Friday, May 24, 2024

hyper-local thoughts on one campus protest of the genocide in Gaza

What did the Portland State University library ever do to oppress?

In the aftermath of the destruction and senseless vandalism of our campus library in the name of protecting the people of Gaza (huh?), the library workers have mobilized and are working very hard to bring as many services to students and faculty as possible as soon as possible. Watch for announcements here: https://library.pdx.edu/library-closure-faqs/

It feels in some ways like what we are faced with on a local campus scale what we will be faced with if Trump loses the election and violent mobs continue to try to destroy democracy. I mean, the campus may need to attempt to offer nonviolent defense of the library, as some so-called anarchists continue to try to retake the library for godknowswhat reason. 

The pop-up library aims to open in the basement of Smith Memorial Student Union to offer limited in-person services, including access to books placed on reserve, and other limited but valuable services. I suppose a PSU peace team should be on hand to help mobilize mass nonviolent defense of what we used to take for granted. 

Now the anti-PSU people have at least also targeted the administration building, the logical place if the administration is being told to make certain decisions. Evidently, one campus public safety officer was hurt and sent to the hospital. I will try to find out more. 

These activists have avoided the very basics of good nonviolent campaigning, including declaring a code of conduct that might begin to engender any trust. It is obvious they have had no basic training in nonviolent resistance. They have failed to seriously try to educate the campus community about the PSU role in waging genocide in Gaza. They've lost the hearts and minds of the PSU community and Portland in general. 

Another PSU professor and I will be offering one or more workshops over the summer on designing and carrying out a campaign that wins in the court of public opinion and wins a stated goal. We will do our best to publicize it. It works.

  • When we wanted our US Senators from Oregon to oppose any further funding for the occupation of Iraq, we negotiated with their staff, we went into their offices without using spraypaint, without wrecking anything, and even without interfering with any constituent business. We were just a presence discussing stopping an illegal and immoral invasion and occupation of someone else's land. In one case, we got the Senator to publicly support us and vote the way we wanted him to. In the other case, we helped defeat him and bring in someone far better. 
  • Where I started teaching, in northern Wisconsin, we nonviolently blockaded a thermonuclear command base.
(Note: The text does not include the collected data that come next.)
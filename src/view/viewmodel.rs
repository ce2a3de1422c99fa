//! View model types representing renderable list and detail state.
//!
//! View models are computed from `AppState` snapshots and consumed by whatever renders
//! them (the CLI prints them; a UI host would bind them). They hold display-ready
//! data only, no business logic.

use crate::domain::{group_by_category, FeatureRef, LocationRecord, RecordId};
use crate::fetch::LoadingState;

/// Renderable list view.
#[derive(Debug, Clone, PartialEq)]
pub struct ListViewModel {
    pub rows: Vec<ListRow>,

    pub loading: LoadingState,

    /// Human-readable error from the last failed load or create.
    pub error: Option<String>,

    /// Success notice from the last create.
    pub notice: Option<String>,

    /// Number of records in the store before filtering.
    pub total: usize,
}

impl ListViewModel {
    /// `"Showing N of M parks"` header text.
    #[must_use]
    pub fn summary(&self) -> String {
        format!("Showing {} of {} parks", self.rows.len(), self.total)
    }
}

/// One row of the list view.
#[derive(Debug, Clone, PartialEq, Eq)]
pub struct ListRow {
    pub id: RecordId,
    pub name: String,
    pub excerpt: String,
    pub difficulty: String,
    pub status: String,
    pub hours: String,
    pub has_lighting: bool,
    /// Route of the detail page for this park.
    pub details_path: String,
}

impl ListRow {
    #[must_use]
    pub fn from_record(record: &LocationRecord, excerpt_len: usize) -> Self {
        Self {
            id: record.id,
            name: record.display_name().to_string(),
            excerpt: record.description_excerpt(excerpt_len),
            difficulty: record.difficulty.to_string(),
            status: record.status.to_string(),
            hours: record.hours_display(),
            has_lighting: record.has_lighting,
            details_path: details_path(record.id),
        }
    }
}

/// Detail page for a single park.
#[derive(Debug, Clone, PartialEq)]
pub struct ParkDetail {
    pub id: RecordId,
    pub name: String,
    pub difficulty: String,
    pub status: String,
    pub has_lighting: bool,
    pub description: String,
    pub hours: String,
    pub address: String,
    pub website: Option<String>,
    /// Features grouped by category in first-appearance order.
    pub feature_groups: Vec<(String, Vec<FeatureRef>)>,
    pub latitude: Option<f64>,
    pub longitude: Option<f64>,
    pub directions_url: Option<String>,
    pub last_updated: Option<String>,
}

impl ParkDetail {
    #[must_use]
    pub fn from_record(record: &LocationRecord) -> Self {
        Self {
            id: record.id,
            name: record.display_name().to_string(),
            difficulty: record.difficulty.to_string(),
            status: record.status.to_string(),
            has_lighting: record.has_lighting,
            description: record.description.clone().unwrap_or_default(),
            hours: record.hours_display(),
            address: record.address.clone().unwrap_or_default(),
            website: record.website.clone(),
            feature_groups: group_by_category(&record.features),
            latitude: record.position.map(|p| p.lat()),
            longitude: record.position.map(|p| p.lng()),
            directions_url: record.directions_url(),
            last_updated: record.last_updated.map(|d| d.format("%Y-%m-%d").to_string()),
        }
    }
}

/// Route of a park's detail page.
#[must_use]
pub fn details_path(id: RecordId) -> String {
    format!("/parks/{id}")
}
In that case, we used hand tools to dismantle some of that base. We didn't go after a library that had nothing to do with anything, but instead went straight to a portion of the nuclear arsenal itself that threatens all of life on earth, and took a bit of it apart. We were open, transparent, and we turned ourselves in. No masks, no smash and dash. We won. That entire base is gone. We built an unstoppable coalition of peace, environmental, and tribal rights activists. It takes a great deal of "work before the work," with many educational events, a great deal of lobbying, and lots of nonviolence training. We won the hearts and minds of our fellow citizens. 
  • The tribes did the same thing and regained 100 percent of their treaty rights. They were disciplined and completely nonviolent. Unlike the Standing Rock compromises that included camp areas where there was no commitment to a peaceful protest, the Anishinaabe were disciplined and there were no gaps in their beliefs, their decision to use only nonviolent methods even if they were attacked (which they were), and I was happy to help in ways that they said they wanted. They not only won in the courts, they completely flipped public opinion, which began in polls that were approximately 90 percent opposed to Native treaty rights in 1986 and by 1992 were more than 90 percent in favor of Native treaty rights. 

These are the stories of serious, disciplined nonviolent campaigns and there are thousands more. There is no guarantee, of course, but the model is clear and more likely to win than any other approach. I am always sad when activists don't get that. I am sadly confident that they will alienate the public, even when their cause is good, which is a great mistake and great disservice to that cause.